Wiens worked with collaborators Dan Moen and Duncan Irschick in studying frogs from three different sites on three continents, in China, Colombia and Australia. They quantified how well different frog species performed the same tasks, including jumping, swimming, and clinging to a slick surface. They also measured anatomical traits related to these tasks, like leg length and muscle mass.
"All around the world, any given location is likely to have frogs that either climb trees, burrow, live on the ground or live in water," Wiens says. "One of the things we’ve found is that frogs that use the same microhabitat tend to be very similar, both in their morphology and in their performance. For example, all around the world, frogs that live in trees usually have expanded pads at the tips of their fingers and toes that help them cling to smooth surfaces.

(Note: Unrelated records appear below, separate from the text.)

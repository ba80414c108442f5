//! Developer guardrails and invariants
//!
//! Debug assertions for detecting impossible states during development.
//! These checks are compiled out in release builds.

use uuid::Uuid;

use crate::models::{IntervalEvent, Schedule, ScriptedMessage, Webinar};

/// Validate that a schedule is internally consistent
pub fn assert_schedule_invariants(schedule: &Schedule) {
    debug_assert!(
        schedule.start_time < schedule.end_time,
        "Schedule starts at {} but ends at {}",
        schedule.start_time,
        schedule.end_time
    );
}

/// Validate that a webinar's state is internally consistent
pub fn assert_webinar_invariants(webinar: &Webinar) {
    assert_schedule_invariants(&webinar.schedule);

    debug_assert!(
        !webinar.slug.trim().is_empty(),
        "Webinar {} has empty slug",
        webinar.id
    );

    debug_assert!(
        webinar.owner_id != Uuid::nil(),
        "Webinar {} has nil owner_id",
        webinar.id
    );
}

/// Validate that an interval event defines a non-empty window
pub fn assert_interval_invariants<E: IntervalEvent>(event: &E, context: &str) {
    debug_assert!(
        event.duration_seconds() > 0,
        "Interval event with zero duration in context: {}",
        context
    );
}

/// Validate that a message list is sorted by offset (creation/edit-time order)
pub fn assert_message_order(messages: &[ScriptedMessage]) {
    debug_assert!(
        messages
            .windows(2)
            .all(|pair| pair[0].offset_seconds <= pair[1].offset_seconds),
        "Scripted messages are not sorted by offset"
    );
}
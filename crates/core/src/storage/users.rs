//! User storage operations

use chrono::Utc;
use rusqlite::{params, Connection};
use tracing::instrument;
use uuid::Uuid;

use super::parse::{parse_datetime, parse_datetime_opt, parse_uuid, role_from_u8, role_to_u8, OptionalExt};
use crate::error::Result;
use crate::models::{AuthSession, User};

pub struct UserStore<'a> {
    conn: &'a Connection,
}

impl<'a> UserStore<'a> {
    pub fn new(conn: &'a Connection) -> Self {
        Self { conn }
    }

    /// Create a new user
    #[instrument(skip(self, user), fields(username = %user.username))]
    pub fn create(&self, user: &User) -> Result<()> {
        self.conn.execute(
            "INSERT INTO users (id, username, password_hash, role, created_at, last_login) VALUES (?1, ?2, ?3, ?4, ?5, ?6)",
            params![
                user.id.to_string(),
                user.username,
                user.password_hash,
                role_to_u8(user.role),
                user.created_at.to_rfc3339(),
                user.last_login.map(|t| t.to_rfc3339()),
            ],
        )?;
        Ok(())
    }

    /// Find user by ID
    #[instrument(skip(self))]
    pub fn find_by_id(&self, id: Uuid) -> Result<Option<User>> {
        let mut stmt = self.conn.prepare(
            "SELECT id, username, password_hash, role, created_at, last_login FROM users WHERE id = ?1",
        )?;

        let user = stmt
            .query_row(params![id.to_string()], Self::map_user)
            .optional()?;

        Ok(user)
    }

    /// Find user by username
    #[instrument(skip(self))]
    pub fn find_by_username(&self, username: &str) -> Result<Option<User>> {
        let mut stmt = self.conn.prepare(
            "SELECT id, username, password_hash, role, created_at, last_login FROM users WHERE username = ?1",
        )?;

        let user = stmt
            .query_row(params![username], Self::map_user)
            .optional()?;

        Ok(user)
    }

    fn map_user(row: &rusqlite::Row<'_>) -> rusqlite::Result<User> {
        Ok(User {
            id: parse_uuid(&row.get::<_, String>(0)?)?,
            username: row.get(1)?,
            password_hash: row.get(2)?,
            role: role_from_u8(row.get::<_, u8>(3)?),
            created_at: parse_datetime(&row.get::<_, String>(4)?)?,
            last_login: parse_datetime_opt(row.get::<_, Option<String>>(5)?)?,
        })
    }

    /// Update last login time
    pub fn update_last_login(&self, user_id: Uuid) -> Result<()> {
        self.conn.execute(
            "UPDATE users SET last_login = ?1 WHERE id = ?2",
            params![Utc::now().to_rfc3339(), user_id.to_string()],
        )?;
        Ok(())
    }

    /// Create a session
    #[instrument(skip(self, session), fields(user_id = %session.user_id))]
    pub fn create_session(&self, session: &AuthSession) -> Result<()> {
        self.conn.execute(
            "INSERT INTO sessions (id, user_id, created_at, expires_at) VALUES (?1, ?2, ?3, ?4)",
            params![
                session.id.to_string(),
                session.user_id.to_string(),
                session.created_at.to_rfc3339(),
                session.expires_at.to_rfc3339(),
            ],
        )?;
        Ok(())
    }

    /// Find valid session
    #[instrument(skip(self))]
    pub fn find_valid_session(&self, session_id: Uuid) -> Result<Option<AuthSession>> {
        let mut stmt = self.conn.prepare(
            "SELECT id, user_id, created_at, expires_at FROM sessions WHERE id = ?1 AND expires_at > ?2",
        )?;

        let now = Utc::now().to_rfc3339();
        let session = stmt
            .query_row(params![session_id.to_string(), now], |row| {
                Ok(AuthSession {
                    id: parse_uuid(&row.get::<_, String>(0)?)?,
                    user_id: parse_uuid(&row.get::<_, String>(1)?)?,
                    created_at: parse_datetime(&row.get::<_, String>(2)?)?,
                    expires_at: parse_datetime(&row.get::<_, String>(3)?)?,
                })
            })
            .optional()?;

        Ok(session)
    }

    /// Delete session
    pub fn delete_session(&self, session_id: Uuid) -> Result<()> {
        self.conn.execute(
            "DELETE FROM sessions WHERE id = ?1",
            params![session_id.to_string()],
        )?;
        Ok(())
    }

    /// Clean up expired sessions
    pub fn cleanup_expired_sessions(&self) -> Result<u64> {
        let count = self.conn.execute(
            "DELETE FROM sessions WHERE expires_at < ?1",
            params![Utc::now().to_rfc3339()],
        )?;
        Ok(count as u64)
    }
}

Similarly, frogs that live in water have thick leg muscles and heavily webbed feet that help them swim faster."
Wiens says that in some cases, this similarity in species across continents is explained by groups of species staying the same over time but moving over huge distances.
"In one interesting case, there are species in a group called the narrow-mouthed frogs that are very similar in both South America and China, and this is because they’ve changed very little over 65 million years and as they’ve spread around the world," he says. "Another example is a group of tree frogs that originated in South America and have spread to both China and Australia."
This pattern of evolutionary conservatism over time coupled with long-distance dispersal can explain similarity in many different organisms from all around the world, Wiens says. However, the pattern remains relatively poorly studied.
Other groups of frogs have followed a very different path. Instead of staying the same over time and moving, they have evolved to use different microhabitats while staying in the same place.
"The really cool thing we found is what happened in Australia. There all the different habitat types have all evolved from tree frogs. After the tree frogs went from South America to Australia, some stayed in the trees, but others became burrowing, aquatic and terrestrial frogs," Wiens says. "The species of tree frogs that evolved to use these new microhabitats show no trace of their tree frog ancestry, and are basically indistinguishable from unrelated burrowing, terrestrial and aquatic species on other continents.”